2. a first drive assembly; 21. a first drive unit; 22. a first driving block;

3. a second drive assembly;

4. a third drive assembly;

5. a limiting structure;

6. an adjustment member;

7. a detector.

Detailed Description

In order to make the technical problem, technical solution and advantageous effects solved by the present invention more clearly understood, the following description is given in conjunction with the accompanying drawings and embodiments to illustrate the present invention in further detail. It should be understood that the specific embodiments described herein are merely illustrative of the invention and are not intended to limit the invention.

As shown in fig. 1, in an embodiment, the material transfer system 100 includes a target object 10 and a rack 20, and the rack 20 is used for placing the target object 10, wherein the material transfer system 100 further includes an AGV cart for moving the target object 10 on the rack 20 to a target station for subsequent production processing.

In an embodiment, the target object 10 may be a bin or the like. The magazine has a plurality of storage areas, each of which can hold objects to be transported, wherein the objects to be transported can be PCBs, and the material transport system 100 is a system for transporting PCBs. In the present embodiment, "a plurality" means two or more. In addition, the storage areas in the bin may be divided into multiple groups, in the direction shown in fig. 1, the storage areas in each group are arranged in an array along the X-axis direction and the Y-axis direction, the storage areas in each group are arranged at intervals along the Z-axis direction, and one or more PCBs may be placed in each storage area.

As shown in fig. 2, in one embodiment, the stack 20 includes a rack 1 and a first drive assembly 2; wherein, the frame body 1 is used for placing a target object 10; the first driving assembly 2 includes a first driving unit 21 and a first driving block 22, the first driving unit 21 is mounted on the frame body 1 and connected to the first driving block 22, and the first driving unit 21 is used for driving the first driving block 22 to move along a first direction, wherein, in the direction shown in fig. 2, the first direction is a negative direction of the X-axis.

When first drive block 22 followed the first direction motion, can carry out the application of force to the target object 10 of placing on support body 1 to it is relative along the first direction to drive target object 10 the work or material rest 20 moves, like this alright adjust the position of the relative support body 1 of target object 10, conveniently with the position adjustment of placing of target object 10 on the first direction to satisfying predetermined requirement, and then can make things convenient for the transport of AGV dolly to target object 10. Meanwhile, the arrangement enables the placing position of the target object 10 on the AGV trolley to meet the preset requirement, and further the AGV trolley is convenient to place the target object 10 on the target station, so that the subsequent production and processing are convenient.
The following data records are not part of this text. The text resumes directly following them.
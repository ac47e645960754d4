//! Three-way resolution of two snapshots against their merge base
//!
//! For every file in either head:
//!
//! | ours | theirs | base         | outcome          |
//! |------|--------|--------------|------------------|
//! | x    | -      |              | x                |
//! | -    | y      |              | y                |
//! | x    | x      |              | x                |
//! | x    | y      | y            | x (we changed)   |
//! | x    | y      | x            | y (they changed) |
//! | x    | y      | other / none | conflict         |

use crate::artifacts::objects::commit::FileSet;
use crate::artifacts::objects::object_id::ObjectId;
use std::collections::BTreeSet;

/// Marker written between our content and the branch marker of a conflict
pub const CONFLICT_OURS_MARKER: &str = "<<<<<<<<<<<<<<<HEAD";
/// Prefix of the marker naming the merged branch
pub const CONFLICT_THEIRS_MARKER: &str = ">>>>>>>>>>>>>>>";

#[derive(Debug, Clone, PartialEq, Eq)]
pub struct Conflict {
    pub file_name: String,
    pub ours: ObjectId,
    pub theirs: ObjectId,
}

#[derive(Debug, Default, PartialEq, Eq)]
pub struct Resolution {
    /// Cleanly resolved entries, conflicting files excluded
    pub resolved: FileSet,
    pub conflicts: Vec<Conflict>,
}

impl Resolution {
    pub fn resolve(base: &FileSet, ours: &FileSet, theirs: &FileSet) -> Self {
        let names = ours.keys().chain(theirs.keys()).collect::<BTreeSet<_>>();
        let mut resolution = Resolution::default();

        for name in names {
            let picked = match (ours.get(name), theirs.get(name)) {
                (Some(ours), None) => ours,
                (None, Some(theirs)) => theirs,
                (Some(ours), Some(theirs)) if ours == theirs => ours,
                (Some(ours), Some(theirs)) => match base.get(name) {
                    Some(base) if base == theirs => ours,
                    Some(base) if base == ours => theirs,
                    _ => {
                        tracing::debug!(file_name = %name, "both sides changed the file");
                        resolution.conflicts.push(Conflict {
                            file_name: name.clone(),
                            ours: ours.clone(),
                            theirs: theirs.clone(),
                        });
                        continue;
                    }
                },
                (None, None) => continue,
            };

            resolution.resolved.insert(name.clone(), picked.clone());
        }

        resolution
    }

    pub fn is_clean(&self) -> bool {
        self.conflicts.is_empty()
    }
}

/// Build the working content of a conflicting file
///
/// Our bytes, the HEAD marker line, the branch marker line, then their bytes.
/// No newline is inserted after `ours`.
pub fn conflict_content(ours: &[u8], theirs: &[u8], branch: &str) -> Vec<u8> {
    let mut content = Vec::with_capacity(
        ours.len() + theirs.len() + branch.len() + CONFLICT_OURS_MARKER.len() * 2 + 2,
    );

    content.extend_from_slice(ours);
    content.extend_from_slice(CONFLICT_OURS_MARKER.as_bytes());
    content.push(b'\n');
    content.extend_from_slice(CONFLICT_THEIRS_MARKER.as_bytes());
    content.extend_from_slice(branch.as_bytes());
    content.push(b'\n');
    content.extend_from_slice(theirs);

    content
}
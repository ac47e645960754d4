//! Working-directory migration planning
//!
//! Checkout, reset and merge all end by making the working directory match a
//! target snapshot. Planning is pure: every blob the target needs is loaded
//! up front and compared against the working file, so a missing blob or an
//! unreadable file fails the operation before anything on disk changes.
//!
//! ## Actions
//!
//! - `Add`: the target file does not exist in the working directory
//! - `Modify`: the working file exists with different content
//! - `Delete`: a policy-matching working file is absent from the target
//!
//! Working files that already hold the target content are left alone.
//!
//! A target file whose path is currently a directory is only planned when
//! every file below that directory is itself deleted by the migration.
//! Anything else there (untracked files, files outside the extension policy)
//! makes the plan fail.

use crate::areas::blob_store::BlobStore;
use crate::areas::workspace::Workspace;
use crate::artifacts::objects::commit::FileSet;
use crate::errors::{VcError, VcResult};
use bytes::Bytes;
use std::collections::{BTreeSet, HashMap};

/// Type of file system action required to reach the target
#[derive(Debug, Clone, Copy, PartialEq, Eq, Hash)]
pub enum ActionType {
    /// Create new file
    Add,
    /// Delete file
    Delete,
    /// Modify existing file
    Modify,
}

/// Set of planned actions grouped by type, with the content to write
pub type ActionsSet = HashMap<ActionType, Vec<(String, Option<Bytes>)>>;

#[derive(Debug, Default)]
pub struct Migration {
    actions: ActionsSet,
    unchanged: usize,
    /// Directories emptied so that a target file can take their place
    replaced_dirs: Vec<String>,
}

impl Migration {
    /// Plan the changes that turn the working directory into `target`
    pub fn plan(workspace: &Workspace, blobs: &BlobStore, target: &FileSet) -> VcResult<Self> {
        let mut migration = Migration {
            actions: HashMap::from([
                (ActionType::Add, Vec::new()),
                (ActionType::Delete, Vec::new()),
                (ActionType::Modify, Vec::new()),
            ]),
            unchanged: 0,
            replaced_dirs: Vec::new(),
        };

        let obsolete = workspace
            .list_files()?
            .into_iter()
            .filter(|file_name| !target.contains_key(file_name))
            .collect::<BTreeSet<_>>();

        for (file_name, oid) in target {
            let content = blobs.get(oid, file_name)?;

            let action = if workspace.dir_exists(file_name) {
                let kept = workspace
                    .list_all_files_in(file_name)?
                    .into_iter()
                    .filter(|inner| !obsolete.contains(inner))
                    .collect::<Vec<_>>();
                if !kept.is_empty() {
                    return Err(VcError::io(
                        format!(
                            "cannot replace directory {file_name} with a file; it holds files that would be lost: {}",
                            kept.join(", ")
                        ),
                        std::io::Error::from(std::io::ErrorKind::AlreadyExists),
                    ));
                }

                migration.replaced_dirs.push(file_name.clone());
                ActionType::Add
            } else if !workspace.file_exists(file_name) {
                ActionType::Add
            } else if workspace.read_file(file_name)? != content {
                ActionType::Modify
            } else {
                migration.unchanged += 1;
                continue;
            };

            migration.record(action, file_name.clone(), Some(content));
        }

        for file_name in obsolete {
            migration.record(ActionType::Delete, file_name, None);
        }

        tracing::debug!(
            added = migration.count(ActionType::Add),
            modified = migration.count(ActionType::Modify),
            deleted = migration.count(ActionType::Delete),
            unchanged = migration.unchanged,
            "planned working directory migration"
        );

        Ok(migration)
    }

    pub fn actions(&self) -> &ActionsSet {
        &self.actions
    }

    pub fn actions_of(&self, action: ActionType) -> impl Iterator<Item = (&String, &Option<Bytes>)> {
        self.actions
            .get(&action)
            .into_iter()
            .flatten()
            .map(|(file_name, content)| (file_name, content))
    }

    pub fn count(&self, action: ActionType) -> usize {
        self.actions.get(&action).map_or(0, Vec::len)
    }

    pub fn unchanged(&self) -> usize {
        self.unchanged
    }

    /// Check whether a working file sits below a directory that a target
    /// file replaces
    pub fn is_in_replaced_dir(&self, file_name: &str) -> bool {
        self.replaced_dirs.iter().any(|dir| {
            file_name
                .strip_prefix(dir.as_str())
                .is_some_and(|rest| rest.starts_with('/'))
        })
    }

    fn record(&mut self, action: ActionType, file_name: String, content: Option<Bytes>) {
        self.actions
            .entry(action)
            .or_default()
            .push((file_name, content));
    }
}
As shown in fig. 2, in an embodiment, the stack 20 further includes a second driving assembly 3, and the second driving assembly 3 includes a second driving unit and a second driving block, the second driving unit is mounted on the frame body 1 and connected to the second driving block for driving the second driving block to move along the second direction; when the second driving block moves along the second direction, the second driving block can apply force to the target object 10 placed on the rack body 1 so as to drive the object to move relative to the rack 20 along the second direction; the second direction is opposite to the first direction, namely the second direction is the positive direction of the X axis. Therefore, the placing position of the target object 10 on the material rack 20 can be adjusted to meet the requirement, and the trolley is convenient to carry. In addition, when the first driving block 22 and the second driving block simultaneously apply force to the target object 10, the two blocks can clamp the target object 10, so as to prevent the target object 10 from shaking on the frame body 1.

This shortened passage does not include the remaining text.